Using the records that appear below, write out exactly the lines from the one with "self.client.get_json(&self.pokedex_url(offset, limit)).await" through the one with "let sprite = self.client.get(&service.sprite_url).await?;", keeping both end lines.
_ _ _ _
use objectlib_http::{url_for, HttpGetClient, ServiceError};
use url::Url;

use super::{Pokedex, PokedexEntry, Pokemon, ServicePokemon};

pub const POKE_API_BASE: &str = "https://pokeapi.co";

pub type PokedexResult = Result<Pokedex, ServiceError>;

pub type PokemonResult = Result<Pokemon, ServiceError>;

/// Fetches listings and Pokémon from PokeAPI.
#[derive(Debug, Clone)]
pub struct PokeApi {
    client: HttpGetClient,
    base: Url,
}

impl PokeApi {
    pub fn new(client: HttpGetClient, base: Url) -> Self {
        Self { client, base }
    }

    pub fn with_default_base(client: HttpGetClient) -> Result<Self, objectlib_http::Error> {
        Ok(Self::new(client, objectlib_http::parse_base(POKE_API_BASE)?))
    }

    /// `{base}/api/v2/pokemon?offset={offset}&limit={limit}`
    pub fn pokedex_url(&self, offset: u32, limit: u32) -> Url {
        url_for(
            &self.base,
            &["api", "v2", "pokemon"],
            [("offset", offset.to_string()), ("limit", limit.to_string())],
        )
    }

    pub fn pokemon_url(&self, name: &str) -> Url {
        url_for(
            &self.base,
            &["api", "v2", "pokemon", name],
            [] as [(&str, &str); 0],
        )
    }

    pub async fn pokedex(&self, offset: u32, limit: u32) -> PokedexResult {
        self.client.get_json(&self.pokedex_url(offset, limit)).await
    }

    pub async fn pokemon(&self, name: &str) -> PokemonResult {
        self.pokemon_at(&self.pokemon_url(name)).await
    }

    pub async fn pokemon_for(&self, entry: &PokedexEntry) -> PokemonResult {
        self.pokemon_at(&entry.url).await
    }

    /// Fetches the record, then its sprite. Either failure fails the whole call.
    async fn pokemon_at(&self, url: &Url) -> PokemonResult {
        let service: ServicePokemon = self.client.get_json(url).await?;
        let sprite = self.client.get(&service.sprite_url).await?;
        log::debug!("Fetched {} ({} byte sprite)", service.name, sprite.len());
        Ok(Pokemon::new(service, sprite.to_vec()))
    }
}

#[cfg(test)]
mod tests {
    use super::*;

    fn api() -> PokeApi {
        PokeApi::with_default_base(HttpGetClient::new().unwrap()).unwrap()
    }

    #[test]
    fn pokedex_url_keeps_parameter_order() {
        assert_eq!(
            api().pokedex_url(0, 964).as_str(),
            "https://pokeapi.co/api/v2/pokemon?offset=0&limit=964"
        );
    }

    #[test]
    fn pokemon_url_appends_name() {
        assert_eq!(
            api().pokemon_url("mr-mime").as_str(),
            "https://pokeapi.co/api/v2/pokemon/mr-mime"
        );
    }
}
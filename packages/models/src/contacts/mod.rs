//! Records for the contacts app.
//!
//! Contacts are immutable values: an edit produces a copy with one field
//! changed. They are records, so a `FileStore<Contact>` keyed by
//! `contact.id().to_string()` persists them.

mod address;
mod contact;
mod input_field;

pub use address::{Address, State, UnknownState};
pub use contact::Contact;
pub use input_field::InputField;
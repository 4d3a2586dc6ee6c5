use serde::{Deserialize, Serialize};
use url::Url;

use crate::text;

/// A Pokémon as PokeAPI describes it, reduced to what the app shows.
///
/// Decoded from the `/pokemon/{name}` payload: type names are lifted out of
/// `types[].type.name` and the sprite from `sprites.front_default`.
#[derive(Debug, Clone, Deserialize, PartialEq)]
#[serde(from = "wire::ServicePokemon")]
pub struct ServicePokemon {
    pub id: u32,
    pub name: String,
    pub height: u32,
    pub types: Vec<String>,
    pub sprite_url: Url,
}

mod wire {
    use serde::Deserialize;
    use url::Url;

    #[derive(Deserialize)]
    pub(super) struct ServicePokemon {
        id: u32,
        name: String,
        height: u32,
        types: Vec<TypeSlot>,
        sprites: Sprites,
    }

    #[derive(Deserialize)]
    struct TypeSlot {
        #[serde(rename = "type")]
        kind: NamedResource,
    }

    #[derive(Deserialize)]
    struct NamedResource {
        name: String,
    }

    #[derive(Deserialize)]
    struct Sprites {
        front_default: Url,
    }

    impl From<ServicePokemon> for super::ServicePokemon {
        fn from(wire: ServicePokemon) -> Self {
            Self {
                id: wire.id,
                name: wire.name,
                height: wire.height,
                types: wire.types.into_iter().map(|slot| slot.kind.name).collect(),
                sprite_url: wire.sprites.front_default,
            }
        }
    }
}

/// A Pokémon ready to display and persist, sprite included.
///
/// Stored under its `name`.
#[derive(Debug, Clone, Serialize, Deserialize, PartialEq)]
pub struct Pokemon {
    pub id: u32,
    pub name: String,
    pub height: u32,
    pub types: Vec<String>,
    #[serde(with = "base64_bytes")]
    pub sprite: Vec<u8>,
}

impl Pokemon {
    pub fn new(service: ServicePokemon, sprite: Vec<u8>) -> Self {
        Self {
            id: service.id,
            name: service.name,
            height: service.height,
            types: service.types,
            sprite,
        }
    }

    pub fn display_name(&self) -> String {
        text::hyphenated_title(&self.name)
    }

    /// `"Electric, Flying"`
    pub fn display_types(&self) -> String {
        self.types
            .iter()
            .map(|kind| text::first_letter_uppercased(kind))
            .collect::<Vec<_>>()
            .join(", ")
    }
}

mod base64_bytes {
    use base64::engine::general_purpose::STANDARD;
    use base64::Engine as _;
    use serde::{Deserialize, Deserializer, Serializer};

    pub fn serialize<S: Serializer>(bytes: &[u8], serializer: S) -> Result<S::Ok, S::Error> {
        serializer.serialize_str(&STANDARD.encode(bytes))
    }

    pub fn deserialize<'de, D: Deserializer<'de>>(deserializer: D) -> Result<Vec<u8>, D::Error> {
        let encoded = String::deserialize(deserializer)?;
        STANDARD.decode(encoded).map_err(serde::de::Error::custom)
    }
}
_ _ _ _
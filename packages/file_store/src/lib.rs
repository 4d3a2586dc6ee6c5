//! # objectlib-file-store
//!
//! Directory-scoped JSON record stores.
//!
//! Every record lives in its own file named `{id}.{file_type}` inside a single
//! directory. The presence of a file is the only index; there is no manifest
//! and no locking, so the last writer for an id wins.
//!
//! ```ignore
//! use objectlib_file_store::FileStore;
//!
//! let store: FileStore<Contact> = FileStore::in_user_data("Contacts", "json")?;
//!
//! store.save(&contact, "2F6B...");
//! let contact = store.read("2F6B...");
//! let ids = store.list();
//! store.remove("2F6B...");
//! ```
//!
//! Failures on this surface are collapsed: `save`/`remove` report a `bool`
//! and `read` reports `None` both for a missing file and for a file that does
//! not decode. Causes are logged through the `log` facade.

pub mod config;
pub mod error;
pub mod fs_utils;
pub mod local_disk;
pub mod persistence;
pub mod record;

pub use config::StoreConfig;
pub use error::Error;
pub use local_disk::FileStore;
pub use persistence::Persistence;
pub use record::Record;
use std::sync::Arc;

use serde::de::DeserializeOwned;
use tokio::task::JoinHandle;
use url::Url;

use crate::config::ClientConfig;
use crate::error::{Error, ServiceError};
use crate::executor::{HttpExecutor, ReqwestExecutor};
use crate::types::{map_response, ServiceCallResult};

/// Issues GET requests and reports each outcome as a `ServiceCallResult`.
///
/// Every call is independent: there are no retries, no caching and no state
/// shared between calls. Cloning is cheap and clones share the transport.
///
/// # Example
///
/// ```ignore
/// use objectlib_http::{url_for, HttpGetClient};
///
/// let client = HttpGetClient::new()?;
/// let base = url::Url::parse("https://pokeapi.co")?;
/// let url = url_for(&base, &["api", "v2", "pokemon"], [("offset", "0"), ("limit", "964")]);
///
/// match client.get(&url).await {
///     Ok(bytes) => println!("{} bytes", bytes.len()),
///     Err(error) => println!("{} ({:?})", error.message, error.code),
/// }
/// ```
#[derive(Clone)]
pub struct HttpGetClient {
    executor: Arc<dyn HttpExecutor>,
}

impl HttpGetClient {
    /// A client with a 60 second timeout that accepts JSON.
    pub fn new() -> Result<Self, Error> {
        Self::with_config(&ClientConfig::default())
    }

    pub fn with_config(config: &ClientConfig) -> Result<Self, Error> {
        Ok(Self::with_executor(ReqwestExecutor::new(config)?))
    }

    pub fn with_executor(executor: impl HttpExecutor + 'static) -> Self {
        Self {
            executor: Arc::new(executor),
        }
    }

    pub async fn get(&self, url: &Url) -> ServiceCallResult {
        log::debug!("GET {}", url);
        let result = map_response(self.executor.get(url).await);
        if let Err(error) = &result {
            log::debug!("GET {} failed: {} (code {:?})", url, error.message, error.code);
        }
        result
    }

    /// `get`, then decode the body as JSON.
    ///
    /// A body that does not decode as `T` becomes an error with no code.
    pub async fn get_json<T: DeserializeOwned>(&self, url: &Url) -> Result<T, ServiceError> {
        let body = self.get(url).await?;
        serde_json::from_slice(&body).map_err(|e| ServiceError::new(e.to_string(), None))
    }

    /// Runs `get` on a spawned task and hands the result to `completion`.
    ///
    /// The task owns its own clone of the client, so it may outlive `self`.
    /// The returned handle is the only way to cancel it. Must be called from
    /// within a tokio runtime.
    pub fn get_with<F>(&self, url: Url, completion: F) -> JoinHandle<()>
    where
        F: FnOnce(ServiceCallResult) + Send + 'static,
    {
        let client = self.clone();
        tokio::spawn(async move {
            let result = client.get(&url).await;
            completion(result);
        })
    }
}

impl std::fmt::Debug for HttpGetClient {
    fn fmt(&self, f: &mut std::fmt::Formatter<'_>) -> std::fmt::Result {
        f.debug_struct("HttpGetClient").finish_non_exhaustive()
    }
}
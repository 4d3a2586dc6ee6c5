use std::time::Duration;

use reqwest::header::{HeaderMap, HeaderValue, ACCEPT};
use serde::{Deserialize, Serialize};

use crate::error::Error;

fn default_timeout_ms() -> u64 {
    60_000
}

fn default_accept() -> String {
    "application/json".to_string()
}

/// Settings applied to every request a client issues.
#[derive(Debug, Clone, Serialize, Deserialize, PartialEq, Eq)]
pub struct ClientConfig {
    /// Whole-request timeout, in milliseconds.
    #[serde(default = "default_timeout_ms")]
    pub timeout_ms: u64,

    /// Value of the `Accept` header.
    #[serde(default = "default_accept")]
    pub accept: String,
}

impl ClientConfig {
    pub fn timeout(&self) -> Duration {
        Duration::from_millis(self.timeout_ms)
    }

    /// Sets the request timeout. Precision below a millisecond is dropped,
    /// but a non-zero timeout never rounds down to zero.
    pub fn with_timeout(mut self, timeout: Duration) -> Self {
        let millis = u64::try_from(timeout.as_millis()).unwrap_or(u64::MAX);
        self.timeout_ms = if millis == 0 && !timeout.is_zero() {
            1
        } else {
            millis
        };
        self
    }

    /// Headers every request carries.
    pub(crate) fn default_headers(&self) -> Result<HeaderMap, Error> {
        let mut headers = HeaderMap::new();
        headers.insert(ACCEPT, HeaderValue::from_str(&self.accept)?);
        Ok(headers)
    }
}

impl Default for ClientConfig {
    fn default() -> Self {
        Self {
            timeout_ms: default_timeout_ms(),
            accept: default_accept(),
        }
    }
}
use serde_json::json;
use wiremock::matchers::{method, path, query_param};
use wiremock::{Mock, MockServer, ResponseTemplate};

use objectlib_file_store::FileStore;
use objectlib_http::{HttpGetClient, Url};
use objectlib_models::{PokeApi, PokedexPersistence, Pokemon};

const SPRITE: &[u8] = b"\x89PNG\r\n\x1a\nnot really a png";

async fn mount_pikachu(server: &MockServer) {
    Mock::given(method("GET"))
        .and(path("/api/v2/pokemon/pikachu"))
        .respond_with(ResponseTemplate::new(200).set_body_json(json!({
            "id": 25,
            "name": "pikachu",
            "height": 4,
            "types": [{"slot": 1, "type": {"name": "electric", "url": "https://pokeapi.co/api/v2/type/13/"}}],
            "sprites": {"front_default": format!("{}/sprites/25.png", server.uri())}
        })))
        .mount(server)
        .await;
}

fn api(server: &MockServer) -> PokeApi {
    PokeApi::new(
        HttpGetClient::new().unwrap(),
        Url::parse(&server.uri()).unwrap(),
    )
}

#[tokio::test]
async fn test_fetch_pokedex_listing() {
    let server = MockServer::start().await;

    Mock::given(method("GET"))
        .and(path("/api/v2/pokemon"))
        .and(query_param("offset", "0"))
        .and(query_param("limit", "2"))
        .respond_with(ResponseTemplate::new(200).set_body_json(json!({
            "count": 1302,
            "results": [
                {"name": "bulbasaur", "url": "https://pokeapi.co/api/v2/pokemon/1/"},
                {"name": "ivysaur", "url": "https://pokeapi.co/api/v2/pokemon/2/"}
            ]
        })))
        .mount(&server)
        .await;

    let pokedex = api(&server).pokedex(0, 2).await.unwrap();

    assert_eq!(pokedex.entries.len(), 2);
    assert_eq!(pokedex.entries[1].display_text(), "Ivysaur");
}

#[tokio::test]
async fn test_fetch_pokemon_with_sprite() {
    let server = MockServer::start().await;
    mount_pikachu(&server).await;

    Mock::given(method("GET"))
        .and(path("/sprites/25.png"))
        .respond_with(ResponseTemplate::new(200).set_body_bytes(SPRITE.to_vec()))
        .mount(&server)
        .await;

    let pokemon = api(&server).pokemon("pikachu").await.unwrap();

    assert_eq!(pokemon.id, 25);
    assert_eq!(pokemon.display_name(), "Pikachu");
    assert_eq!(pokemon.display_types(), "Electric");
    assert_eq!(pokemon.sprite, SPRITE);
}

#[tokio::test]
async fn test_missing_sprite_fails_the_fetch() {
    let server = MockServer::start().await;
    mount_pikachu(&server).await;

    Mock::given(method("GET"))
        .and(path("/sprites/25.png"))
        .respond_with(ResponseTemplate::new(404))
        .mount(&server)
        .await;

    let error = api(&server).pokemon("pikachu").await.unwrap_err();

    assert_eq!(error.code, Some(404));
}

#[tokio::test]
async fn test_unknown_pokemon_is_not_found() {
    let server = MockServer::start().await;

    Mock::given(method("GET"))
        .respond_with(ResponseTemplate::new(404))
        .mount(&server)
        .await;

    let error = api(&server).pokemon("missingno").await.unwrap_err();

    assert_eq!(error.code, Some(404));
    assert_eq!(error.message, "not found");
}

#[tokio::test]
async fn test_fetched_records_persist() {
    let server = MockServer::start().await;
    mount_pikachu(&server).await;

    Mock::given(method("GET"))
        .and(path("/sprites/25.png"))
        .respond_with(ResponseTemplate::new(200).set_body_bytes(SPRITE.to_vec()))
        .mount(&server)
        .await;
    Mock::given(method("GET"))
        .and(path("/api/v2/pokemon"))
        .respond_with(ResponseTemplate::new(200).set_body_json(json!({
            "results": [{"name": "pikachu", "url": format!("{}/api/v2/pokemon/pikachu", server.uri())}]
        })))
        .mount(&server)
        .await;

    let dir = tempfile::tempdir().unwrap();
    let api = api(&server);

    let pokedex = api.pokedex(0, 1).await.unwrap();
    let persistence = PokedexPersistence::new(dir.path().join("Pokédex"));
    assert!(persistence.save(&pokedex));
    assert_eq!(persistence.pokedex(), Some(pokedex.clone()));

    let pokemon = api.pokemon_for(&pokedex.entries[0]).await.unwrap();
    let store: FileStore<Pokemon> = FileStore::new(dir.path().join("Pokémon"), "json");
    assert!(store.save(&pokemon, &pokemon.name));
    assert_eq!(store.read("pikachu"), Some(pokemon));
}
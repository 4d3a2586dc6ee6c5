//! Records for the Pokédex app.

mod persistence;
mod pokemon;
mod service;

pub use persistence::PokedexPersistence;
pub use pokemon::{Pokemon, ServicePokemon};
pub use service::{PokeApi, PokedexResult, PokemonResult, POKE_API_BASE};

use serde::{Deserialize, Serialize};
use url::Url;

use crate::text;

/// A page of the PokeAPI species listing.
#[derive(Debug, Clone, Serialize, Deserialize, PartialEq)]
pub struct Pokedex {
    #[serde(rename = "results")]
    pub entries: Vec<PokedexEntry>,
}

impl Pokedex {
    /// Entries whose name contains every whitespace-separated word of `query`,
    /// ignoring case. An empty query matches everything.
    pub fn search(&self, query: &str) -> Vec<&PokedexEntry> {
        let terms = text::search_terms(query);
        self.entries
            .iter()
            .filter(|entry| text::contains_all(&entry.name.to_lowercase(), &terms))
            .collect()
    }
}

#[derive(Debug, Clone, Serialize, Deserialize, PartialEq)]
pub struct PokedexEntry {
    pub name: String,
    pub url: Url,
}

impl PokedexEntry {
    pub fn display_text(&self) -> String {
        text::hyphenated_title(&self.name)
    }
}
_ _ _ _
▶ Written answer:
        self.client.get_json(&self.pokedex_url(offset, limit)).await
    }

    pub async fn pokemon(&self, name: &str) -> PokemonResult {
        self.pokemon_at(&self.pokemon_url(name)).await
    }

    pub async fn pokemon_for(&self, entry: &PokedexEntry) -> PokemonResult {
        self.pokemon_at(&entry.url).await
    }

    /// Fetches the record, then its sprite. Either failure fails the whole call.
    async fn pokemon_at(&self, url: &Url) -> PokemonResult {
        let service: ServicePokemon = self.client.get_json(url).await?;
        let sprite = self.client.get(&service.sprite_url).await?;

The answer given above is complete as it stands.